* [DESCRIPTION OF THE TASK]: Of all the lines below, output only those starting at the one with "Router::new()" and ending at the one with "CorsLayer::new()", both ends included, exactly as written.

* [INFORMATION]:
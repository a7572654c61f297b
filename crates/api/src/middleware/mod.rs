//! Authentication middleware extractors.
//!
//! - [`auth::AuthUser`] -- Extracts the authenticated principal (with its
//!   permission snapshot) from a JWT Bearer token.

pub mod auth;
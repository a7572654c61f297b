//! Shared application router builder.
//!
//! Provides [`build_app_router`] so both the production binary (`main.rs`)
//! and integration tests use the exact same middleware stack.

use std::time::Duration;

use axum::http::header::{AUTHORIZATION, CONTENT_TYPE};
use axum::http::{HeaderName, Method, StatusCode};
use axum::Router;
use tower_http::catch_panic::CatchPanicLayer;
use tower_http::cors::CorsLayer;
use tower_http::request_id::{MakeRequestUuid, PropagateRequestIdLayer, SetRequestIdLayer};
use tower_http::timeout::TimeoutLayer;
use tower_http::trace::{DefaultMakeSpan, DefaultOnResponse, TraceLayer};
use tracing::Level;

use crate::config::ServerConfig;
use crate::routes;
use crate::state::AppState;

/// Build the full application [`Router`] with all middleware layers.
///
/// The middleware stack is applied bottom-up:
///
/// 1. CORS
/// 2. Set request ID on incoming requests
/// 3. Structured request/response tracing
/// 4. Propagate request ID to response
/// 5. Request timeout
/// 6. Panic recovery (catch panics, return 500)
pub fn build_app_router(state: AppState, config: &ServerConfig) -> Router {
    let cors = build_cors_layer(config);
    let request_id_header = HeaderName::from_static("x-request-id");

    Router::new()
        // Health check at root level (not under /api/v1).
        .merge(routes::health::router())
        // API v1 routes.
        .nest("/api/v1", routes::api_routes())
        // -- Middleware stack (applied bottom-up) --
        .layer(CatchPanicLayer::new())
        .layer(TimeoutLayer::with_status_code(
            StatusCode::REQUEST_TIMEOUT,
            Duration::from_secs(config.request_timeout_secs),
        ))
        .layer(PropagateRequestIdLayer::new(request_id_header.clone()))
        .layer(
            TraceLayer::new_for_http()
                .make_span_with(DefaultMakeSpan::new().level(Level::INFO))
                .on_response(DefaultOnResponse::new().level(Level::INFO)),
        )
        .layer(SetRequestIdLayer::new(request_id_header, MakeRequestUuid))
        .layer(cors)
        .with_state(state)
}

/// Build the CORS middleware layer from server configuration.
///
/// Panics at startup if any configured origin is invalid -- we want
/// misconfiguration to fail fast.
pub fn build_cors_layer(config: &ServerConfig) -> CorsLayer {
    let origins: Vec<_> = config
        .cors_origins
        .iter()
        .map(|o| {
            o.parse()
                .unwrap_or_else(|e| panic!("Invalid CORS origin '{o}': {e}"))
        })
        .collect();

    CorsLayer::new()
        .allow_origin(origins)
        .allow_methods([Method::GET, Method::POST])
        .allow_headers([CONTENT_TYPE, AUTHORIZATION])
        .allow_credentials(true)
        .max_age(Duration::from_secs(3600))
}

* [ANSWER]:
    Router::new()
        // Health check at root level (not under /api/v1).
        .merge(routes::health::router())
        // API v1 routes.
        .nest("/api/v1", routes::api_routes())
        // -- Middleware stack (applied bottom-up) --
        .layer(CatchPanicLayer::new())
        .layer(TimeoutLayer::with_status_code(
            StatusCode::REQUEST_TIMEOUT,
            Duration::from_secs(config.request_timeout_secs),
        ))
        .layer(PropagateRequestIdLayer::new(request_id_header.clone()))
        .layer(
            TraceLayer::new_for_http()
                .make_span_with(DefaultMakeSpan::new().level(Level::INFO))
                .on_response(DefaultOnResponse::new().level(Level::INFO)),
        )
        .layer(SetRequestIdLayer::new(request_id_header, MakeRequestUuid))
        .layer(cors)
        .with_state(state)
}

/// Build the CORS middleware layer from server configuration.
///
/// Panics at startup if any configured origin is invalid -- we want
/// misconfiguration to fail fast.
pub fn build_cors_layer(config: &ServerConfig) -> CorsLayer {
    let origins: Vec<_> = config
        .cors_origins
        .iter()
        .map(|o| {
            o.parse()
                .unwrap_or_else(|e| panic!("Invalid CORS origin '{o}': {e}"))
        })
        .collect();

    CorsLayer::new()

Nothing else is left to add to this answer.